World shares skidded and the safe-haven U.S. dollar gained ground against a basket of major currencies as the United States said Russia might create a surprise pretext for an attack on Ukraine.

Still, hints by Ukraine at possible concessions to Russia helped cap the price of oil, one of Canada’s major exports.

U.S. crude prices fell 0.6% to $92.55 a barrel, while the Canadian dollar was trading 0.1% lower at 1.2752 to the greenback, or 78.42 U.S. cents.

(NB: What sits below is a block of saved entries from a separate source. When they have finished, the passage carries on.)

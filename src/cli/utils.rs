//! Convenience helpers shared across command handlers.

use anyhow::{Context, Result, anyhow};
use cardsheet::{PathSource, RecordStore, ingest};
use chrono::{DateTime, Local};

use crate::cli::common::SelectionArgs;

const SIZE_UNITS: [&str; 4] = ["Bytes", "KB", "MB", "GB"];

/// Ingest the given files into a fresh store, printing one warning per skipped file.
pub fn load_store(args: &SelectionArgs) -> Result<RecordStore> {
    let sources: Vec<PathSource> = args.files.iter().map(PathSource::new).collect();
    let mut store = RecordStore::new();
    let report = ingest(&mut store, &sources)?;
    for warning in &report.warnings {
        eprintln!("Warning: {}", warning);
    }
    if store.is_empty() {
        return Err(anyhow!("no usable CSV files were loaded"));
    }
    Ok(store)
}

/// Apply file and row selection flags to a loaded store.
pub fn apply_selection(store: &mut RecordStore, args: &SelectionArgs) -> Result<()> {
    let file_count = store.files().len();
    if args.file_indices.is_empty() {
        for idx in 0..file_count {
            store.set_file_selected(idx, true)?;
        }
    } else {
        for &pos in &args.file_indices {
            if pos == 0 || pos > file_count {
                return Err(anyhow!(
                    "file index {} out of range 1..{}",
                    pos,
                    file_count
                ));
            }
            store.set_file_selected(pos - 1, true)?;
        }
    }

    match args.rows.as_deref() {
        None => store.set_all_selected(true),
        Some(expr) => {
            let rows: Vec<(usize, usize)> =
                store.table_rows().map(|(f, r, _)| (f, r)).collect();
            let picked = parse_range_expression(expr, rows.len())
                .with_context(|| format!("invalid row selection '{}'", expr))?;
            for idx in picked {
                let (file, row) = rows[idx];
                store.set_record_selected(file, row, true)?;
            }
        }
    }
    Ok(())
}

/// Expand range expressions such as `1..10,25,40..$` into zero-based row indices.
pub fn parse_range_expression(expr: &str, len: usize) -> Result<Vec<usize>> {
    if expr.trim().is_empty() {
        return Err(anyhow!("range expression cannot be empty"));
    }
    let mut indices: Vec<usize> = Vec::new();
    for part in expr.split(',') {
        let part = part.trim();
        if part.is_empty() {
            continue;
        }
        if let Some((start_raw, end_raw)) = part.split_once("..") {
            let start = parse_range_bound(start_raw.trim(), len)?;
            let end = parse_range_bound(end_raw.trim(), len)?;
            if start > end {
                return Err(anyhow!("range {}..{} is invalid", start, end));
            }
            indices.extend((start..=end).map(|value| value - 1));
        } else {
            indices.push(parse_range_bound(part, len)? - 1);
        }
    }
    if indices.is_empty() {
        return Err(anyhow!("no rows resolved from '{}'", expr));
    }
    let mut unique: Vec<usize> = Vec::new();
    for idx in indices {
        if idx >= len {
            return Err(anyhow!("row {} out of range 1..{}", idx + 1, len));
        }
        if !unique.contains(&idx) {
            unique.push(idx);
        }
    }
    Ok(unique)
}

fn parse_range_bound(token: &str, len: usize) -> Result<usize> {
    if token.is_empty() {
        return Err(anyhow!("range bound cannot be empty"));
    }
    if token == "$" {
        if len == 0 {
            return Err(anyhow!("table is empty; '$' is undefined"));
        }
        return Ok(len);
    }
    let value: usize = token
        .parse()
        .map_err(|_| anyhow!("range bound '{}' is not a number", token))?;
    if value == 0 {
        return Err(anyhow!("row numbers are 1-based"));
    }
    Ok(value)
}

/// Human-readable byte count: `0 Bytes`, `512 Bytes`, `1.5 KB`, `2 MB`.
pub fn format_file_size(bytes: u64) -> String {
    if bytes == 0 {
        return "0 Bytes".to_string();
    }
    let mut unit = 0usize;
    let mut value = bytes as f64;
    while value >= 1024.0 && unit < SIZE_UNITS.len() - 1 {
        value /= 1024.0;
        unit += 1;
    }
    let fixed = format!("{:.2}", value);
    let trimmed = fixed.trim_end_matches('0').trim_end_matches('.');
    format!("{} {}", trimmed, SIZE_UNITS[unit])
}

/// Local date and time of an upload, e.g. `10/16/2026 09:05:00 AM`.
pub fn format_upload_date(at: &DateTime<Local>) -> String {
    at.format("%m/%d/%Y %I:%M:%S %p").to_string()
}

#[cfg(test)]
mod tests {
    use super::*;
    use chrono::TimeZone;
    use pretty_assertions::assert_eq;

    #[test]
    fn file_sizes() {
        assert_eq!(format_file_size(0), "0 Bytes");
        assert_eq!(format_file_size(512), "512 Bytes");
        assert_eq!(format_file_size(1024), "1 KB");
        assert_eq!(format_file_size(1536), "1.5 KB");
        assert_eq!(format_file_size(1_234_567), "1.18 MB");
        assert_eq!(format_file_size(5 * 1024 * 1024 * 1024 * 1024), "5120 GB");
    }

    #[test]
    fn upload_date_format() {
        let at = Local.with_ymd_and_hms(2026, 10, 16, 21, 5, 0).unwrap();
        assert_eq!(format_upload_date(&at), "10/16/2026 09:05:00 PM");
    }

    #[test]
    fn range_expressions() {
        assert_eq!(parse_range_expression("1..3,5", 6).unwrap(), vec![0, 1, 2, 4]);
        assert_eq!(parse_range_expression("4..$", 5).unwrap(), vec![3, 4]);
        assert_eq!(parse_range_expression("2,2,1", 3).unwrap(), vec![1, 0]);
        assert!(parse_range_expression("0", 3).is_err());
        assert!(parse_range_expression("3..1", 3).is_err());
        assert!(parse_range_expression("7", 3).is_err());
        assert!(parse_range_expression(" ", 3).is_err());
    }
}
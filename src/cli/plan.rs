//! `cardsheet plan`: print sheet geometry for the selected records.

use anyhow::{Context, Result};
use clap::Args;
use cardsheet::{LayoutEngine, LayoutPlan, PageParams, Rarity, Side, classify};
use serde::Serialize;

use crate::cli::common::{FieldArgs, PageArgs, SelectionArgs};
use crate::cli::utils::{apply_selection, load_store};

#[derive(Args, Debug)]
pub struct PlanArgs {
    #[command(flatten)]
    pub selection: SelectionArgs,
    #[command(flatten)]
    pub page: PageArgs,
    #[command(flatten)]
    pub fields: FieldArgs,
    /// Emit the plan as JSON.
    #[arg(long)]
    pub json: bool,
}

#[derive(Serialize)]
struct PlanOutput<'a> {
    fingerprint: String,
    rarities: Vec<Rarity>,
    plan: &'a LayoutPlan,
}

pub fn handle(args: PlanArgs) -> Result<()> {
    let mut store = load_store(&args.selection)?;
    apply_selection(&mut store, &args.selection)?;

    let params: PageParams = args.page.into();
    let engine = LayoutEngine::new(params).context("invalid page parameters")?;
    let subset = store.selected_subset();
    let plan = engine.plan(subset.len());
    let fingerprint = plan.fingerprint().context("failed to fingerprint layout")?;

    let rarity_fields = args.fields.rarity();
    let rarities: Vec<Rarity> = subset
        .iter()
        .map(|record| classify(record, &rarity_fields))
        .collect();

    if args.json {
        let output = PlanOutput {
            fingerprint,
            rarities,
            plan: &plan,
        };
        let text = serde_json::to_string_pretty(&output).context("failed to serialise plan")?;
        println!("{}", text);
        return Ok(());
    }

    let grid = plan.grid;
    println!(
        "Grid: {} x {} ({} card(s) per sheet), batch size {}",
        grid.cards_per_row,
        grid.cards_per_col,
        grid.cards_per_sheet(),
        params.cards_per_batch
    );
    println!(
        "Records: {}  Batches: {}  Sheets: {}",
        subset.len(),
        plan.batch_count(),
        plan.sheets.len()
    );
    for sheet in &plan.sheets {
        let side = match sheet.side {
            Side::Front => "front",
            Side::Back => "back",
        };
        println!(
            "Sheet {} (batch {}, page {}, {}): {} card(s)",
            sheet.index + 1,
            sheet.batch + 1,
            sheet.page + 1,
            side,
            sheet.cells.len()
        );
        for cell in &sheet.cells {
            println!(
                "  #{:<4} row {} col {}  x={:.3} y={:.3}  {}",
                cell.sequence, cell.row, cell.column, cell.x, cell.y, rarities[cell.record]
            );
        }
    }
    println!("Fingerprint: {}", fingerprint);
    Ok(())
}
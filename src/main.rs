use anyhow::Result;
use clap::Parser;

mod cli;

fn main() -> Result<()> {
    let cli = cli::Cli::parse();
    cli::logging::init_logging(cli.verbose)?;
    cli::run(cli)
}
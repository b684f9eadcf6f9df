use tracing::warn;

use crate::store::Record;

/// Header name reinterpreted as the per-record selection flag.
pub const RESERVED_SELECTED: &str = "selected";

const DELIMITER: char = ',';
const QUOTE: char = '"';
const BOM: char = '\u{feff}';

/// Header row and records produced from one file's text.
#[derive(Debug, Clone, Default, PartialEq, Eq)]
pub struct ParsedTable {
    pub headers: Vec<String>,
    pub rows: Vec<Record>,
}

impl ParsedTable {
    pub fn is_empty(&self) -> bool {
        self.headers.is_empty() && self.rows.is_empty()
    }
}

/// Parse delimited text into a header row and positional records.
///
/// Quoted fields may carry the delimiter and line breaks. Rows shorter than the
/// header are padded with empty values, longer rows are truncated.
pub fn parse(text: &str) -> ParsedTable {
    let text = text.strip_prefix(BOM).unwrap_or(text);
    let mut lines = logical_lines(text).into_iter();

    let Some(header_line) = lines.next() else {
        return ParsedTable::default();
    };
    let headers: Vec<String> = tokenize(header_line)
        .into_iter()
        .filter(|name| name != RESERVED_SELECTED)
        .collect();

    let rows = lines
        .map(|line| {
            let mut values = tokenize(line).into_iter();
            let mut record = Record::default();
            for header in &headers {
                record.set(header, values.next().unwrap_or_default());
            }
            record
        })
        .collect();

    ParsedTable { headers, rows }
}

/// Split text into non-blank logical lines; a line break inside quotes does not end a line.
///
/// A quote still open at the end of the input is treated as a stray mark: the
/// span from the line that opened it is split on physical line breaks instead.
fn logical_lines(text: &str) -> Vec<&str> {
    let mut lines = Vec::new();
    let mut in_quotes = false;
    let mut start = 0usize;

    for (idx, ch) in text.char_indices() {
        match ch {
            QUOTE => in_quotes = !in_quotes,
            '\n' if !in_quotes => {
                let line = &text[start..idx];
                push_line(&mut lines, line.strip_suffix('\r').unwrap_or(line));
                start = idx + 1;
            }
            _ => {}
        }
    }
    let tail = &text[start..];
    if in_quotes {
        warn!(
            logical_line = lines.len() + 1,
            "unterminated quote; splitting the rest of the input on line breaks"
        );
        for line in tail.split('\n') {
            push_line(&mut lines, line.strip_suffix('\r').unwrap_or(line));
        }
    } else {
        push_line(&mut lines, tail.strip_suffix('\r').unwrap_or(tail));
    }
    lines
}

fn push_line<'a>(lines: &mut Vec<&'a str>, line: &'a str) {
    if !line.trim().is_empty() {
        lines.push(line);
    }
}

/// Single-pass, quote-aware field scan of one logical line.
fn tokenize(line: &str) -> Vec<String> {
    let mut fields = Vec::new();
    let mut current = String::new();
    let mut in_quotes = false;
    let mut chars = line.chars().peekable();

    while let Some(ch) = chars.next() {
        match ch {
            QUOTE if in_quotes && chars.peek() == Some(&QUOTE) => {
                current.push(QUOTE);
                chars.next();
            }
            QUOTE => in_quotes = !in_quotes,
            DELIMITER if !in_quotes => fields.push(std::mem::take(&mut current)),
            other => current.push(other),
        }
    }
    fields.push(current);
    fields
}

It touched its weakest intraday level since Feb. 4 at 1.2783.

North America’s busiest trade link reopened for traffic late Sunday evening, ending a six-day blockade, the Canada Border Services Agency said, after Canadian police cleared the protesters fighting to end COVID-19 restrictions.

Canada’s inflation report for January, due on Wednesday, could offer clues on the outlook for Bank of Canada interest rate hikes. Money markets expect the central bank to tighten next month for the first time since October 2018 to fight inflation.

Canadian government bond yields were higher across the curve, tracking the move in U.S. Treasuries.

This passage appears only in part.